Event schema design for DTC: naming that survives replatform

Pattern library for DTC event schema design. Canonical event names, typed payloads, versioning, and naming rules that survive a replatform.

Event schemas are the contract between your ecommerce stack and your warehouse. Get the contract right and every downstream dashboard, attribution model, and email flow is stable. Get it wrong and every replatform forces a rewrite, every new ad platform breaks a join, and every integration produces a subtly different version of "purchase."

This is the pattern library I use on every warehouse-first engagement. Canonical event names, typed payloads, versioning, and the naming rules that survive a Shopify-to-Hydrogen replatform or a Klaviyo-to-Customer.io migration.

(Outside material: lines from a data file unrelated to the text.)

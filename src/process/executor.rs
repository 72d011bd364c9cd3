// src/process/executor.rs
//! Process execution capability
//!
//! The pool never touches OS processes directly. It goes through a
//! [`ProcessExecutor`], which launches long-lived worker processes, runs one
//! task at a time on behalf of a worker and stops workers again.
//! [`SystemExecutor`] is the real implementation; tests inject their own.

use crate::process::process_manager::{ProcessManager, SpawnConfig};
use crate::utils::errors::{EngineError, Result};
use async_trait::async_trait;
use chrono::{DateTime, Utc};
use dashmap::DashMap;
use serde::{Deserialize, Serialize};
use std::collections::HashMap;
use std::path::PathBuf;
use std::time::{Duration, Instant};
use tokio::process::Child;
use tracing::{debug, warn};

/// Handle to a launched worker process
#[derive(Debug, Clone, PartialEq, Eq, Serialize, Deserialize)]
pub struct ProcessHandle {
    /// Worker id the process was launched for
    pub id: String,
    pub pid: Option<u32>,
    pub command: String,
    pub started_at: DateTime<Utc>,
}

/// One task run on behalf of a worker
#[derive(Debug, Clone)]
pub struct TaskInvocation {
    pub task_id: String,
    pub command: String,
    pub args: Vec<String>,
    pub cwd: Option<PathBuf>,
    pub env: HashMap<String, String>,
    pub timeout: Option<Duration>,
}

/// What came back from running a task
#[derive(Debug, Clone, Default)]
pub struct ExecutionOutcome {
    pub success: bool,
    pub exit_code: Option<i32>,
    pub stdout: Option<String>,
    pub stderr: Option<String>,
    pub error: Option<String>,
    pub duration: Duration,
}

/// Launches, drives and stops worker processes.
///
/// `execute` returns `Ok` for anything the task itself did, including a
/// non-zero exit or a timeout. `Err` means the worker could not run the task
/// at all and counts against the worker's health.
#[async_trait]
pub trait ProcessExecutor: Send + Sync {
    /// Launch a worker process. Readiness is judged by the caller.
    async fn spawn(&self, worker_id: &str, config: &SpawnConfig) -> Result<ProcessHandle>;

    async fn execute(&self, worker: &ProcessHandle, invocation: TaskInvocation) -> Result<ExecutionOutcome>;

    /// Graceful stop, then force-kill after `graceful`
    async fn terminate(&self, worker: &ProcessHandle, graceful: Duration, force: Duration) -> Result<()>;

    fn is_alive(&self, worker: &ProcessHandle) -> bool;
}

/// Executor backed by real child processes
#[derive(Debug, Default)]
pub struct SystemExecutor {
    manager: ProcessManager,
    /// Long-lived worker children by worker id
    children: DashMap<String, Child>,
}

impl SystemExecutor {
    pub fn new() -> Self {
        Self::default()
    }

    pub fn worker_count(&self) -> usize {
        self.children.len()
    }
}

#[async_trait]
impl ProcessExecutor for SystemExecutor {
    async fn spawn(&self, worker_id: &str, config: &SpawnConfig) -> Result<ProcessHandle> {
        let child = self.manager.spawn(config)?;
        let handle = ProcessHandle {
            id: worker_id.to_string(),
            pid: child.id(),
            command: config.command.clone(),
            started_at: Utc::now(),
        };
        self.children.insert(worker_id.to_string(), child);
        Ok(handle)
    }

    async fn execute(&self, worker: &ProcessHandle, invocation: TaskInvocation) -> Result<ExecutionOutcome> {
        if !self.is_alive(worker) {
            return Err(EngineError::TaskExecutionFailed(format!(
                "worker {} is not running",
                worker.id
            )));
        }

        let config = SpawnConfig {
            command: invocation.command.clone(),
            args: invocation.args.clone(),
            work_dir: invocation.cwd.clone(),
            env_vars: invocation.env.clone(),
            capture_output: true,
        };

        let started = Instant::now();
        let child = match self.manager.spawn(&config) {
            Ok(child) => child,
            Err(e) => {
                return Ok(ExecutionOutcome {
                    error: Some(e.to_string()),
                    duration: started.elapsed(),
                    ..Default::default()
                })
            }
        };
        debug!(
            "Worker {} running task {} as PID {:?}",
            worker.id,
            invocation.task_id,
            child.id()
        );

        // Dropping the future on timeout kills the child (kill_on_drop)
        let output = match invocation.timeout {
            Some(limit) => match tokio::time::timeout(limit, child.wait_with_output()).await {
                Ok(output) => output,
                Err(_) => {
                    return Ok(ExecutionOutcome {
                        error: Some(format!("task timed out after {:?}", limit)),
                        duration: started.elapsed(),
                        ..Default::default()
                    })
                }
            },
            None => child.wait_with_output().await,
        };

        match output {
            Ok(output) => {
                let success = output.status.success();
                Ok(ExecutionOutcome {
                    success,
                    exit_code: output.status.code(),
                    stdout: Some(String::from_utf8_lossy(&output.stdout).into_owned()),
                    stderr: Some(String::from_utf8_lossy(&output.stderr).into_owned()),
                    error: (!success).then(|| format!("process exited with {}", output.status)),
                    duration: started.elapsed(),
                })
            }
            Err(e) => Ok(ExecutionOutcome {
                error: Some(format!("failed to collect output: {}", e)),
                duration: started.elapsed(),
                ..Default::default()
            }),
        }
    }

    async fn terminate(&self, worker: &ProcessHandle, graceful: Duration, force: Duration) -> Result<()> {
        let Some((_, mut child)) = self.children.remove(&worker.id) else {
            warn!("Worker {} has no tracked process", worker.id);
            return Ok(());
        };
        self.manager.terminate(&mut child, graceful, force).await
    }

    fn is_alive(&self, worker: &ProcessHandle) -> bool {
        match self.children.get_mut(&worker.id) {
            Some(mut child) => matches!(child.try_wait(), Ok(None)),
            None => false,
        }
    }
}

Fits into the warehouse-first analytics rebuild hub at stage 1, the foundation. Every other stage depends on this.

event catalog
6 events shown · 22 total
envelope (shared across all events)
{
  event_id: string;          // UUID v4
  event_name: string;        // from catalog
  event_version: string;     // semver
  occurred_at: string;       // ISO 8601
  received_at: string;       // ingest-time
  anonymous_id: string;      // cookie id
  customer_id: string | null;
  session_id: string;
  source: "web" | "server" | "email" | "mobile";
  properties: Properties;    // event-specific
  context: { ... };
}
product_view · propertiesv2.0
{
  product_id: string;
  product_title: string;
  variant_id: string | null;
  sku: string | null;
  price: number;          // decimal, not string
  currency: string;       // ISO 4217
  category: string | null;
  collections: string[];
}
Shared envelope, typed properties per event. Same shape works across Shopify, Hydrogen, or BigCommerce.

The DTC event catalog

A mid-market DTC brand needs surprisingly few event names. 18 to 22 core events cover the operator surface. Here is the canonical list I start with.

Commerce events (11)

page_view
product_view
collection_view
add_to_cart
remove_from_cart
view_cart
begin_checkout
add_shipping_info
add_payment_info
purchase
refund

Lifecycle events (6)

subscription_created
subscription_renewed
subscription_cancelled
customer_identified
newsletter_subscribed
newsletter_unsubscribed

Email events (5)

email_sent
email_opened
email_clicked
email_bounced
email_unsubscribed

That is 22 events. Most brands have many more in their source systems and 22 is what your mart layer really needs. Everything in the source data can be mapped to one of these or dropped as not-operator-relevant.

The canonical envelope

Every event, regardless of name, carries the same envelope fields.

interface EventEnvelope {
  event_id: string;          // UUID v4, unique per event
  event_name: string;        // from the canonical list above
  event_version: string;     // semver, e.g., "2.0"
  occurred_at: string;       // ISO 8601 with TZ offset
  received_at: string;       // ISO 8601, ingest-time
  anonymous_id: string;      // cookie/device-level id
  customer_id: string | null;// canonical customer id (not Shopify's)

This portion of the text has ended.